The club also took a trip to the Natural History Museum, which led to the discovery that their early-man exhibit was incomplete.

Sepulveda said she is currently looking into the possibility of the club sponsoring an update to the exhibit.

Events that the club has sponsored since its inception include guest-speaker lectures that touch on important topics surrounding anthropology.

Its first event, Salas said, focused on the aftermath of Hurricane Katrina and how the most affected areas are still dealing with complications 12 years later.

The lecture “Post-Katrina New Orleans: Stories and Lessons” was presented by Sean Mallin, a junior fellow in the Department of Anthropology at the University of California, Irvine and managing editor of the American Anthropology Association’s journal “American Anthropology.”

The second club-sponsored lecture, “Animal, Commodity, Environment: Civets in the History of Indonesian Coffee,” will take place Friday and will be followed by a kopi luwak tasting.

Kopi luwak is coffee made from a bean that is digested, then expelled, by a civet, a cat-like mammal that lives in the tropical forests of Asia and Africa.

It will be presented by University of California, Irvine graduate student Colin Cahil.

These activities, said Salas, are organized to help educate students about anthropology, the study of human beings and a discipline that is partly considered a Science, Technology, Engineering and Mathematics (STEM) major, depending on the chosen education route.

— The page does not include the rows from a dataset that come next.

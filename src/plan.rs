//! Row height computation and splitting of wrapped rows into page-bound chunks.

use crate::config::TableGeometry;
use crate::types::Pt;
use std::ops::Range;

/// The wrapped lines of one cell. Never empty.
#[derive(Debug, Clone, PartialEq, Eq)]
pub struct WrappedCell {
    pub lines: Vec<String>,
}

/// All cells of one body row after wrapping, kept intact while the row is
/// drawn so that chunks can refer back into it.
#[derive(Debug, Clone, PartialEq, Eq)]
pub struct WrappedRow {
    /// Position of the row in the caller's row list.
    pub index: usize,
    pub cells: Vec<WrappedCell>,
}

impl WrappedRow {
    pub fn line_counts(&self) -> impl Iterator<Item = usize> + '_ {
        self.cells.iter().map(|cell| cell.lines.len())
    }

    pub fn max_line_count(&self) -> usize {
        self.line_counts().max().unwrap_or(0)
    }
}

/// Per-column read position into a [`WrappedRow`].
#[derive(Debug, Clone)]
pub struct RowCursor {
    offsets: Vec<usize>,
    chunks_taken: usize,
}

impl RowCursor {
    pub fn new(row: &WrappedRow) -> Self {
        Self {
            offsets: vec![0; row.cells.len()],
            chunks_taken: 0,
        }
    }

    pub fn is_exhausted(&self, row: &WrappedRow) -> bool {
        self.offsets
            .iter()
            .zip(&row.cells)
            .all(|(offset, cell)| *offset >= cell.lines.len())
    }

    pub fn chunks_taken(&self) -> usize {
        self.chunks_taken
    }

    /// Takes up to `max_lines` lines from the front of every column.
    pub fn take_chunk(&mut self, row: &WrappedRow, max_lines: usize, metrics: &RowMetrics) -> RowChunk {
        let ranges: Vec<Range<usize>> = self
            .offsets
            .iter_mut()
            .zip(&row.cells)
            .map(|(offset, cell)| {
                let start = (*offset).min(cell.lines.len());
                let end = (start + max_lines).min(cell.lines.len());
                *offset = end;
                start..end
            })
            .collect();
        let height = metrics.row_height(ranges.iter().map(|r| r.len()));
        let sequence = self.chunks_taken;
        self.chunks_taken += 1;
        RowChunk {
            row_index: row.index,
            sequence,
            ranges,
            height,
            is_last: self.is_exhausted(row),
        }
    }
}

/// A vertically contiguous slice of one row that is drawn on a single page.
#[derive(Debug, Clone, PartialEq)]
pub struct RowChunk {
    pub row_index: usize,
    /// 0 for the first chunk of a row.
    pub sequence: usize,
    pub ranges: Vec<Range<usize>>,
    pub height: Pt,
    pub is_last: bool,
}

impl RowChunk {
    pub fn lines<'a>(&self, row: &'a WrappedRow, column: usize) -> &'a [String] {
        match (self.ranges.get(column), row.cells.get(column)) {
            (Some(range), Some(cell)) => &cell.lines[range.clone()],
            _ => &[],
        }
    }

    pub fn line_count(&self) -> usize {
        self.ranges.iter().map(|r| r.len()).max().unwrap_or(0)
    }
}

/// Outcome of asking how much of a row fits above the bottom margin.
#[derive(Debug, Clone, Copy, PartialEq, Eq)]
pub enum ChunkFit {
    NoRoom,
    Lines(usize),
}

#[derive(Debug, Clone, Copy, PartialEq)]
pub struct RowMetrics {
    pub line_step: Pt,
    pub padding_top: Pt,
    pub padding_bottom: Pt,
    pub min_row_height: Pt,
    pub max_row_height: Option<Pt>,
}

impl RowMetrics {
    pub fn from_geometry(geometry: &TableGeometry) -> Self {
        Self {
            line_step: geometry.line_step,
            padding_top: geometry.padding_top,
            padding_bottom: geometry.padding_bottom,
            min_row_height: geometry.min_row_height,
            max_row_height: geometry.max_row_height,
        }
    }

    fn vertical_padding(&self) -> Pt {
        self.padding_top + self.padding_bottom
    }

    /// Height of a row whose tallest column holds the most lines.
    pub fn row_height(&self, line_counts: impl IntoIterator<Item = usize>) -> Pt {
        let lines = line_counts.into_iter().map(|n| n.max(1)).max().unwrap_or(1);
        let lines = lines.min(i32::MAX as usize) as i32;
        (self.vertical_padding() + self.line_step * lines).max(self.min_row_height)
    }

    /// The smallest chunk ever drawn: one line.
    pub fn min_chunk_height(&self) -> Pt {
        self.row_height([1])
    }

    /// How many lines per column fit into `available` vertical space.
    pub fn fit(&self, available: Pt) -> ChunkFit {
        if available < self.min_chunk_height() {
            return ChunkFit::NoRoom;
        }
        let mut lines = (available - self.vertical_padding()).div_floor(self.line_step).max(1);
        if let Some(max) = self.max_row_height {
            let cap = (max - self.vertical_padding()).div_floor(self.line_step).max(1);
            lines = lines.min(cap);
        }
        ChunkFit::Lines(lines as usize)
    }
}
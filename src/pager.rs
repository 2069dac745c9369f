use crate::canvas::{Canvas, Document, FontRole};
use crate::config::{TableGeometry, TableStyle};
use crate::types::{Color, Pt, Rect};

pub const META_HEADER_KEY: &str = "pagetable.header";
pub const META_CHUNK_KEY: &str = "pagetable.chunk";

#[derive(Debug, Clone, PartialEq)]
pub struct TableGrid {
    pub left: Pt,
    pub widths: Vec<Pt>,
}

impl TableGrid {
    pub fn column_x(&self, column: usize) -> Pt {
        self.left + self.widths.iter().take(column).sum::<Pt>()
    }

    pub fn total_width(&self) -> Pt {
        self.widths.iter().sum()
    }
}

/// The wrapped header titles, redrawn at the top of every page.
#[derive(Debug, Clone, PartialEq)]
pub struct HeaderBlock {
    pub lines: Vec<Vec<String>>,
    pub height: Pt,
    pub font: FontRole,
    pub font_size: Pt,
}

pub(crate) struct Band<'l> {
    pub top: Pt,
    pub height: Pt,
    pub fill: Option<Color>,
    pub font: FontRole,
    pub font_size: Pt,
    pub columns: Vec<&'l [String]>,
}

pub(crate) fn draw_band(
    canvas: &mut Canvas,
    geometry: &TableGeometry,
    style: &TableStyle,
    grid: &TableGrid,
    band: &Band<'_>,
) {
    let bottom = band.top - band.height;
    if let Some(fill) = band.fill {
        canvas.set_fill_color(fill);
        canvas.fill_rect(Rect {
            x: grid.left,
            y: bottom,
            width: grid.total_width(),
            height: band.height,
        });
    }

    canvas.set_stroke_color(style.border_color);
    canvas.set_line_width(style.border_width);
    for (column, width) in grid.widths.iter().enumerate() {
        canvas.stroke_rect(Rect {
            x: grid.column_x(column),
            y: bottom,
            width: *width,
            height: band.height,
        });
    }

    canvas.set_fill_color(style.text_color);
    canvas.set_font(band.font, band.font_size);
    // Centers the glyph box inside the line step.
    let first_baseline = band.top
        - geometry.padding_top
        - (band.font_size * 0.8 + (geometry.line_step - band.font_size) / 2);
    for (column, lines) in band.columns.iter().enumerate() {
        let x = grid.column_x(column) + geometry.padding_x;
        for (index, line) in lines.iter().enumerate() {
            if line.is_empty() {
                continue;
            }
            let y = first_baseline - geometry.line_step * (index as i32);
            canvas.draw_string(x, y, line.as_str());
        }
    }
}

/// Opening a page always redraws the header first.
pub struct Pager<'a> {
    canvas: Canvas,
    geometry: &'a TableGeometry,
    style: &'a TableStyle,
    grid: &'a TableGrid,
    header: &'a HeaderBlock,
    cursor_y: Pt,
    page_number: usize,
    body_on_page: bool,
}

impl<'a> Pager<'a> {
    pub fn new(
        geometry: &'a TableGeometry,
        style: &'a TableStyle,
        grid: &'a TableGrid,
        header: &'a HeaderBlock,
    ) -> Self {
        Self {
            canvas: Canvas::new(geometry.page_size),
            geometry,
            style,
            grid,
            header,
            cursor_y: geometry.body_top(),
            page_number: 0,
            body_on_page: false,
        }
    }

    pub fn new_page(&mut self) {
        if self.page_number > 0 {
            self.canvas.show_page();
        }
        self.page_number += 1;
        self.cursor_y = self.geometry.body_top();
        self.body_on_page = false;
        self.draw_header();
    }

    /// Opens a new page unless `required` fits above the bottom margin.
    pub fn ensure_space(&mut self, required: Pt) -> bool {
        if self.page_number > 0 && self.available_height() >= required {
            return false;
        }
        self.new_page();
        true
    }

    fn draw_header(&mut self) {
        let top = self.cursor_y;
        let columns: Vec<&[String]> = self.header.lines.iter().map(|l| l.as_slice()).collect();
        let band = Band {
            top,
            height: self.header.height,
            fill: Some(self.style.header_fill),
            font: self.header.font,
            font_size: self.header.font_size,
            columns,
        };
        draw_band(&mut self.canvas, self.geometry, self.style, self.grid, &band);
        let bounds = Rect {
            x: self.grid.left,
            y: top - self.header.height,
            width: self.grid.total_width(),
            height: self.header.height,
        };
        self.canvas
            .record_bounds(META_HEADER_KEY, self.page_number, bounds);
        self.cursor_y -= self.header.height;
    }

    pub(crate) fn draw_body_band(&mut self, band: &Band<'_>) {
        draw_band(&mut self.canvas, self.geometry, self.style, self.grid, band);
        self.cursor_y -= band.height;
        self.body_on_page = true;
    }

    pub fn cursor_y(&self) -> Pt {
        self.cursor_y
    }

    pub fn available_height(&self) -> Pt {
        self.cursor_y - self.geometry.margins.bottom
    }

    pub fn page_number(&self) -> usize {
        self.page_number
    }

    pub fn has_body_content(&self) -> bool {
        self.body_on_page
    }

    pub fn grid(&self) -> &TableGrid {
        self.grid
    }

    pub fn canvas_mut(&mut self) -> &mut Canvas {
        &mut self.canvas
    }

    pub fn current_command_count(&self) -> usize {
        self.canvas.current_command_count()
    }

    pub fn finish(self) -> Document {
        self.canvas.finish()
    }
}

There are four main categories of Anthropology: linguistic, cultural, biological and archeological. Archeology and Biology are part of the STEM major, while linguistics and culture are part of the cultural major.

Salas said that the club also acts as an exploratory avenue for students interested in any of the Anthropology categories, but doesn’t know where to start.

Because the club aims to connect all aspects of the campus, vice president and Anthropology major Anthony Nieto encourages any student from any major to join.

“I don’t want people to be intimidated by us. You see ‘Anthropology Club’ and don’t even know what that is. I didn’t know what it was until I had to take the (Anthropology) class for my general education. … Everyone should feel welcome,” he said.

Sepulveda also encourages students from other disciplines to join because she believes taking students out of their typical environment helps them see the impact that their choices have on the natural order of the world around us.

“Helping people understand the importance of everything that happens on the planet is going to affect us one way or another.

“And Anthropology brings that to everyone, that understanding. So taking students out of the city and bringing them into a natural environment, showing them the connection we have with nature, they can actually see the impacts we have.

“They see the impacts of drought, of pollution. … What we’ve done to the planet itself and the effects on other living beings,” she said.